(Given records)

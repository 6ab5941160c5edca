mod card;
mod entry;
mod identifiers;
mod ledger;
mod lifecycle;
mod money;
mod rollup;

pub use card::*;
pub use entry::*;
pub use identifiers::*;
pub use ledger::*;
pub use lifecycle::*;
pub use money::*;
pub use rollup::*;
pub mod application;
pub mod cli;
pub mod domain;
pub mod storage;

pub use application::{AppError, CardService, LedgerConfig};
pub use domain::*;
pub use storage::Repository;
impl CardService {
    /// Create a new card service with the given repository.
    pub fn new(repo: Repository, config: LedgerConfig) -> Self {
        let repo = Arc::new(repo);
        let card_locks = Arc::new(KeyedLocks::new());
        let aggregator = Arc::new(AccountAggregator::new(repo.clone(), config.lock_timeout));
        let engine = LedgerEngine::new(
            repo.clone(),
            card_locks.clone(),
            aggregator.clone(),
            config.clone(),
        );
        let lifecycle = LifecycleManager::new(
            repo.clone(),
            card_locks.clone(),
            aggregator.clone(),
            config.lock_timeout,
        );

        Self {
            repo,
            card_locks,
            engine,
            lifecycle,
            aggregator,
            config,
        }
    }

    /// Initialize a new database at the given path.
    pub async fn init(database_path: &str, config: LedgerConfig) -> Result<Self, AppError> {
        let db_url = format!("sqlite:{}?mode=rwc", database_path);
        let repo = Repository::init(&db_url, config.busy_timeout).await?;
        Ok(Self::new(repo, config))
    }

    /// Connect to an existing database.
    pub async fn connect(database_path: &str, config: LedgerConfig) -> Result<Self, AppError> {
        let db_url = format!("sqlite:{}", database_path);
        let repo = Repository::connect(&db_url, config.busy_timeout).await?;
        Ok(Self::new(repo, config))
    }

    // ========================
    // Card operations
    // ========================

    /// Issue a new card to `caller`.
    pub async fn create_card(&self, caller: &UserId, new_card: NewCard) -> Result<CardView, AppError> {
        self.issue_card(caller, new_card, || {
            generate_card_number(&mut rand::thread_rng())
        })
        .await
    }

    async fn issue_card<F>(
        &self,
        caller: &UserId,
        new_card: NewCard,
        mut sample_number: F,
    ) -> Result<CardView, AppError>
    where
        F: FnMut() -> String + Send,
    {
        let holder_name = normalize_holder_name(&new_card.holder_name).ok_or_else(|| {
            AppError::InvalidInput("Holder name must be 3 to 100 characters".to_string())
        })?;
        if !(0..=MAX_BALANCE_CENTS).contains(&new_card.initial_balance) {
            return Err(AppError::InvalidAmount(format!(
                "Initial balance must be between 0.00 and {}",
                format_cents(MAX_BALANCE_CENTS)
            )));
        }

        let today = Utc::now().date_naive();
        let expiry_date = new_card
            .expiry_date
            .unwrap_or_else(|| default_expiry(today, self.config.card_validity_days));

        let mut budget = RetryBudget::new(self.config.id_retry_limit);
        let card_number = loop {
            budget
                .attempt()
                .map_err(|exhausted| AppError::ExhaustedRetries {
                    what: "card number",
                    attempts: exhausted.attempts,
                })?;
            let candidate = sample_number();
            if !self.repo.card_number_exists(&candidate).await? {
                break candidate;
            }
        };
        let cvv = generate_cvv(&mut rand::thread_rng());

        let card = Card::issue(
            caller.clone(),
            card_number,
            cvv,
            holder_name,
            expiry_date,
            new_card.initial_balance,
        );
        self.repo.insert_card(&card).await?;

        info!(
            card_id = %card.id,
            user = %caller,
            balance = %format_cents(card.balance),
            expiry = %card.expiry_date,
            "card issued"
        );

        self.aggregator
            .on_commit(&CommitEvent::CardIssued {
                user_id: caller.clone(),
                card_id: card.id,
            })
            .await;

        Ok(card.view(today))
    }

    async fn owned_card(&self, caller: &UserId, card_id: CardId) -> Result<Card, AppError> {
        self.repo
            .get_card(card_id)
            .await?
            .filter(|card| card.is_owned_by(caller))
            .ok_or(AppError::CardNotFound(card_id))
    }

    /// Get one of the caller's cards.
    pub async fn get_card(&self, caller: &UserId, card_id: CardId) -> Result<CardView, AppError> {
        let card = self.owned_card(caller, card_id).await?;
        Ok(card.view(Utc::now().date_naive()))
    }

    /// List the caller's cards, newest first, optionally by effective status.
    pub async fn list_cards(
        &self,
        caller: &UserId,
        status: Option<CardStatus>,
    ) -> Result<Vec<CardView>, AppError> {
        let today = Utc::now().date_naive();
        Ok(self
            .repo
            .list_cards_for_user(caller)
            .await?
            .iter()
            .map(|card| card.view(today))
            .filter(|view| status.is_none_or(|s| view.status == s))
            .collect())
    }

    pub async fn block_card(&self, caller: &UserId, card_id: CardId) -> Result<CardView, AppError> {
        let card = self.lifecycle.block(caller, card_id).await?;
        Ok(card.view(Utc::now().date_naive()))
    }

    pub async fn unblock_card(
        &self,
        caller: &UserId,
        card_id: CardId,
    ) -> Result<CardView, AppError> {
        let card = self.lifecycle.unblock(caller, card_id).await?;
        Ok(card.view(Utc::now().date_naive()))
    }

    // ========================
    // Ledger operations
    // ========================

    /// Credit or debit one of the caller's cards.
    pub async fn process_transaction(
        &self,
        caller: &UserId,
        card_id: CardId,
        kind: EntryKind,
        amount: Cents,
        description: &str,
    ) -> Result<LedgerEntry, AppError> {
        self.engine
            .apply_as(caller, card_id, kind, amount, description)
            .await
    }

    /// Entries of one of the caller's cards, in creation order.
    pub async fn list_card_entries(
        &self,
        caller: &UserId,
        card_id: CardId,
        status: Option<EntryStatus>,
    ) -> Result<Vec<EntryView>, AppError> {
        let card = self.owned_card(caller, card_id).await?;
        let entries = self.repo.list_entries_for_card(card_id, status).await?;
        Ok(entries
            .into_iter()
            .map(|entry| decorate(entry, &card))
            .collect())
    }

    /// Entries across all of the caller's cards, in creation order.
    pub async fn list_entries(
        &self,
        caller: &UserId,
        filter: EntryFilter,
    ) -> Result<Vec<EntryView>, AppError> {
        let cards: HashMap<CardId, Card> = self
            .repo
            .list_cards_for_user(caller)
            .await?
            .into_iter()
            .map(|card| (card.id, card))
            .collect();
        let entries = self
            .repo
            .list_entries_for_user(caller, filter.status, filter.kind)
            .await?;

        Ok(entries
            .into_iter()
            .filter_map(|entry| {
                let card = cards.get(&entry.card_id)?;
                Some(decorate(entry, card))
            })
            .collect())
    }

    pub async fn get_entry(&self, caller: &UserId, entry_id: EntryId) -> Result<EntryView, AppError> {
        let entry = self
            .repo
            .get_entry(entry_id)
            .await?
            .ok_or(AppError::EntryNotFound(entry_id))?;
        let card = self
            .owned_card(caller, entry.card_id)
            .await
            .map_err(|e| match e {
                AppError::CardNotFound(_) => AppError::EntryNotFound(entry_id),
                other => other,
            })?;
        Ok(decorate(entry, &card))
    }

    // ========================
    // Account summary
    // ========================

    pub async fn account_summary(&self, caller: &UserId) -> Result<AccountRollup, AppError> {
        self.aggregator.rollup(caller).await
    }

    pub async fn refresh_summary(&self, caller: &UserId) -> Result<AccountRollup, AppError> {
        self.aggregator.refresh(caller).await
    }

    // ========================
    // Audit
    // ========================

    /// Check that a card's entries chain and replay to the stored balance.
    ///
    /// Ownership is checked first; the card is then re-read under the card
    /// lock so no movement lands between reading it and reading its entries.
    pub async fn audit_card(&self, caller: &UserId, card_id: CardId) -> Result<AuditReport, AppError> {
        self.owned_card(caller, card_id).await?;

        let _guard = self
            .card_locks
            .acquire(&card_id, self.config.lock_timeout)
            .await
            .map_err(|timeout| AppError::Busy {
                resource: format!("card {}", card_id),
                waited: timeout.waited,
            })?;

        let card = self.owned_card(caller, card_id).await?;
        let entries = self.repo.list_entries_for_card(card_id, None).await?;

        verify_entry_chain(&entries).map_err(|e| AppError::IntegrityViolation(e.to_string()))?;

        let completed: Vec<&LedgerEntry> = entries.iter().filter(|e| e.is_completed()).collect();
        let opening = completed
            .first()
            .and_then(|first| first.balance_before)
            .unwrap_or(card.balance);
        let replayed = replay_balance(opening, &entries);
        if replayed != card.balance {
            return Err(AppError::IntegrityViolation(format!(
                "card balance {} does not match replayed entries ({})",
                format_cents(card.balance),
                format_cents(replayed)
            )));
        }

        Ok(AuditReport {
            card_id,
            balance: card.balance,
            completed_entries: completed.len(),
            failed_entries: entries
                .iter()
                .filter(|e| e.status == EntryStatus::Failed)
                .count(),
        })
    }
}
use std::hash::Hash;
use std::sync::Arc;
use std::time::Duration;

use dashmap::DashMap;
use tokio::sync::{Mutex, OwnedMutexGuard};

/// Registry of exclusive in-process locks, one per key.
///
/// Holding the guard for a key excludes every other holder of the same key;
/// distinct keys never contend. Entries are kept for the life of the
/// registry (cards are never deleted, so the map is bounded by the store).
pub struct KeyedLocks<K> {
    locks: DashMap<K, Arc<Mutex<()>>>,
}

/// Waiting for a key's lock took longer than allowed.
#[derive(Debug, Clone, Copy, PartialEq, Eq)]
pub struct LockTimeout {
    pub waited: Duration,
}

impl<K: Eq + Hash + Clone> KeyedLocks<K> {
    pub fn new() -> Self {
        Self {
            locks: DashMap::new(),
        }
    }

    /// Wait up to `timeout` for exclusive access to `key`.
    ///
    /// Dropping the returned guard releases the key. Dropping the future
    /// while it waits gives up the place in the queue without acquiring.
    pub async fn acquire(
        &self,
        key: &K,
        timeout: Duration,
    ) -> Result<OwnedMutexGuard<()>, LockTimeout> {
        let mutex = self
            .locks
            .entry(key.clone())
            .or_insert_with(|| Arc::new(Mutex::new(())))
            .clone();

        tokio::time::timeout(timeout, mutex.lock_owned())
            .await
            .map_err(|_| LockTimeout { waited: timeout })
    }

    pub fn len(&self) -> usize {
        self.locks.len()
    }

    pub fn is_empty(&self) -> bool {
        self.locks.is_empty()
    }
}

impl<K: Eq + Hash + Clone> Default for KeyedLocks<K> {
    fn default() -> Self {
        Self::new()
    }
}
//! The ledger mutation engine.
//!
//! Every movement on a card runs as one unit of work:
//!
//! 1. take the card's in-process lock (bounded wait, `Busy` on timeout)
//! 2. open a store transaction whose first statement write-locks the card row
//! 3. check ownership, status and expiry against that fresh row, then the amount
//! 4. write the new balance and the entry, or only a failed entry
//! 5. commit, release the lock, then notify the aggregator
//!
//! Dropping the returned future before step 5 drops the transaction, which
//! rolls it back; nothing is half-applied.

use std::sync::Arc;

use anyhow::Context;
use chrono::{DateTime, Utc};
use sqlx::sqlite::SqliteConnection;
use tracing::{debug, info, warn};

use crate::domain::{
    ensure_transactable, format_cents, generate_reference, normalize_description, settle, CardId,
    Cents, EntryKind, LedgerEntry, RetryBudget, Settlement, UserId, MAX_DESCRIPTION_LEN,
};
use crate::storage::{KeyedLocks, Repository};

use super::{AccountAggregator, AppError, CommitEvent, LedgerConfig};

pub struct LedgerEngine {
    repo: Arc<Repository>,
    card_locks: Arc<KeyedLocks<CardId>>,
    aggregator: Arc<AccountAggregator>,
    config: LedgerConfig,
}

impl LedgerEngine {
    pub fn new(
        repo: Arc<Repository>,
        card_locks: Arc<KeyedLocks<CardId>>,
        aggregator: Arc<AccountAggregator>,
        config: LedgerConfig,
    ) -> Self {
        Self {
            repo,
            card_locks,
            aggregator,
            config,
        }
    }

    /// Apply a credit or debit to a card, whoever owns it.
    ///
    /// Returns the completed entry. A debit larger than the balance records a
    /// failed entry and returns [`AppError::InsufficientFunds`].
    pub async fn apply(
        &self,
        card_id: CardId,
        kind: EntryKind,
        amount: Cents,
        description: &str,
    ) -> Result<LedgerEntry, AppError> {
        self.execute(None, card_id, kind, amount, description).await
    }

    /// Same as [`LedgerEngine::apply`], but a card not owned by `caller` is reported as not found.
    pub async fn apply_as(
        &self,
        caller: &UserId,
        card_id: CardId,
        kind: EntryKind,
        amount: Cents,
        description: &str,
    ) -> Result<LedgerEntry, AppError> {
        self.execute(Some(caller), card_id, kind, amount, description)
            .await
    }

    fn validate_amount(&self, amount: Cents) -> Result<(), AppError> {
        if amount <= 0 {
            return Err(AppError::InvalidAmount(
                "Amount must be positive".to_string(),
            ));
        }
        if amount > self.config.max_amount {
            return Err(AppError::InvalidAmount(format!(
                "Amount {} exceeds the maximum of {}",
                format_cents(amount),
                format_cents(self.config.max_amount)
            )));
        }
        Ok(())
    }

    async fn execute(
        &self,
        caller: Option<&UserId>,
        card_id: CardId,
        kind: EntryKind,
        amount: Cents,
        description: &str,
    ) -> Result<LedgerEntry, AppError> {
        let guard = self
            .card_locks
            .acquire(&card_id, self.config.lock_timeout)
            .await
            .map_err(|timeout| AppError::Busy {
                resource: format!("card {}", card_id),
                waited: timeout.waited,
            })?;

        let mut tx = self.repo.begin().await?;
        let card = self
            .repo
            .claim_card(&mut tx, card_id)
            .await?
            .filter(|card| caller.is_none_or(|user| card.is_owned_by(user)))
            .ok_or(AppError::CardNotFound(card_id))?;

        if let Err(status) = ensure_transactable(&card, Utc::now().date_naive()) {
            warn!(card_id = %card_id, kind = %kind, status = %status, "{kind} rejected");
            return Err(AppError::InvalidState {
                card_id,
                reason: format!("card is {}", status),
            });
        }

        self.validate_amount(amount)?;
        let description = normalize_description(description).ok_or_else(|| {
            AppError::InvalidInput(format!(
                "Description must be at most {} characters",
                MAX_DESCRIPTION_LEN
            ))
        })?;

        let now = Utc::now();
        let reference = self.unused_reference(&mut tx, now).await?;

        match settle(card.balance, kind, amount) {
            Settlement::Applied { balance_after } => {
                Repository::set_card_balance(&mut tx, card_id, balance_after, now).await?;
                let mut entry = LedgerEntry::completed(
                    card_id,
                    reference,
                    kind,
                    amount,
                    description,
                    card.balance,
                    balance_after,
                );
                Repository::insert_entry(&mut tx, &mut entry).await?;
                tx.commit().await.context("Failed to commit ledger entry")?;
                drop(guard);

                info!(
                    card_id = %card_id,
                    reference = %entry.reference,
                    amount = %format_cents(amount),
                    balance_before = %format_cents(card.balance),
                    balance_after = %format_cents(balance_after),
                    "{kind} applied"
                );

                self.aggregator
                    .on_commit(&CommitEvent::EntryRecorded {
                        user_id: card.user_id,
                        card_id,
                        entry_id: entry.id,
                    })
                    .await;

                Ok(entry)
            }
            Settlement::InsufficientFunds => {
                let mut entry = LedgerEntry::failed(
                    card_id,
                    reference,
                    kind,
                    amount,
                    description,
                    card.balance,
                );
                Repository::insert_entry(&mut tx, &mut entry).await?;
                tx.commit().await.context("Failed to commit failed entry")?;
                drop(guard);

                warn!(
                    card_id = %card_id,
                    reference = %entry.reference,
                    amount = %format_cents(amount),
                    balance = %format_cents(card.balance),
                    "{kind} failed: insufficient funds"
                );

                Err(AppError::InsufficientFunds {
                    card_id,
                    balance: card.balance,
                    requested: amount,
                    reference: entry.reference,
                })
            }
            Settlement::ExceedsPrecision => Err(AppError::InvalidAmount(format!(
                "Balance {} plus {} exceeds the card's balance limit",
                format_cents(card.balance),
                format_cents(amount)
            ))),
        }
    }

    /// Sample entry references until one is not in the store.
    async fn unused_reference(
        &self,
        conn: &mut SqliteConnection,
        now: DateTime<Utc>,
    ) -> Result<String, AppError> {
        let mut budget = RetryBudget::new(self.config.id_retry_limit);
        loop {
            budget
                .attempt()
                .map_err(|exhausted| AppError::ExhaustedRetries {
                    what: "entry reference",
                    attempts: exhausted.attempts,
                })?;
            let candidate = generate_reference(&mut rand::thread_rng(), now);
            if !Repository::reference_exists(conn, &candidate).await? {
                return Ok(candidate);
            }
            debug!(reference = %candidate, "entry reference taken, resampling");
        }
    }
}

#[cfg(test)]
mod tests {
    use std::time::Duration;

    use chrono::NaiveDate;
    use tempfile::TempDir;

    use super::*;
    use crate::domain::{Card, EntryStatus};

    struct Fixture {
        engine: LedgerEngine,
        locks: Arc<KeyedLocks<CardId>>,
        repo: Arc<Repository>,
        card: Card,
        _temp: TempDir,
    }

    async fn fixture(config: LedgerConfig) -> Fixture {
        let temp = TempDir::new().unwrap();
        let url = format!("sqlite:{}?mode=rwc", temp.path().join("engine.db").display());
        let repo = Arc::new(Repository::init(&url, config.busy_timeout).await.unwrap());
        let locks = Arc::new(KeyedLocks::new());
        let aggregator = Arc::new(AccountAggregator::new(repo.clone(), config.lock_timeout));

        let card = Card::issue(
            UserId::new("alice"),
            "4000000000000001".into(),
            "123".into(),
            "ALICE SMITH".into(),
            NaiveDate::from_ymd_opt(2099, 1, 1).unwrap(),
            10000,
        );
        repo.insert_card(&card).await.unwrap();

        let engine = LedgerEngine::new(repo.clone(), locks.clone(), aggregator, config);
        Fixture {
            engine,
            locks,
            repo,
            card,
            _temp: temp,
        }
    }

    #[tokio::test]
    async fn test_held_card_lock_reports_busy() {
        let f = fixture(LedgerConfig::default().with_lock_timeout(Duration::from_millis(50))).await;

        let held = f.locks.acquire(&f.card.id, Duration::from_secs(1)).await.unwrap();
        let err = f
            .engine
            .apply(f.card.id, EntryKind::Credit, 500, "")
            .await
            .unwrap_err();
        assert!(matches!(err, AppError::Busy { .. }));
        assert!(err.is_retryable());

        drop(held);
        let entry = f
            .engine
            .apply(f.card.id, EntryKind::Credit, 500, "")
            .await
            .unwrap();
        assert_eq!(entry.balance_after, Some(10500));
    }

    #[tokio::test]
    async fn test_apply_skips_owner_check() {
        let f = fixture(LedgerConfig::default()).await;
        let entry = f
            .engine
            .apply(f.card.id, EntryKind::Debit, 2500, " Coffee ")
            .await
            .unwrap();
        assert_eq!(entry.status, EntryStatus::Completed);
        assert_eq!(entry.description, "Coffee");
        assert_eq!(entry.balance_before, Some(10000));
        assert_eq!(entry.balance_after, Some(7500));

        let err = f
            .engine
            .apply_as(&UserId::new("mallory"), f.card.id, EntryKind::Debit, 100, "")
            .await
            .unwrap_err();
        assert!(matches!(err, AppError::CardNotFound(id) if id == f.card.id));
    }

    #[tokio::test]
    async fn test_reference_retries_exhausted_leaves_card_untouched() {
        let f = fixture(LedgerConfig::default().with_id_retry_limit(0)).await;
        let err = f
            .engine
            .apply(f.card.id, EntryKind::Credit, 500, "")
            .await
            .unwrap_err();
        assert!(matches!(
            err,
            AppError::ExhaustedRetries {
                what: "entry reference",
                attempts: 0
            }
        ));

        let card = f.repo.get_card(f.card.id).await.unwrap().unwrap();
        assert_eq!(card.balance, 10000);
        assert!(f.repo.list_entries_for_card(f.card.id, None).await.unwrap().is_empty());
    }

    #[tokio::test]
    async fn test_credit_past_balance_limit_is_rejected() {
        let f = fixture(LedgerConfig::default().with_max_amount(crate::domain::MAX_BALANCE_CENTS))
            .await;
        let err = f
            .engine
            .apply(
                f.card.id,
                EntryKind::Credit,
                crate::domain::MAX_BALANCE_CENTS,
                "",
            )
            .await
            .unwrap_err();
        assert!(matches!(err, AppError::InvalidAmount(_)));
        assert!(f.repo.list_entries_for_card(f.card.id, None).await.unwrap().is_empty());
    }
}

(End Given records)

* _Assignment_
Exactly how many lines in the listing above contain the string "rand"? Give the number without comment.

* _Task output_
3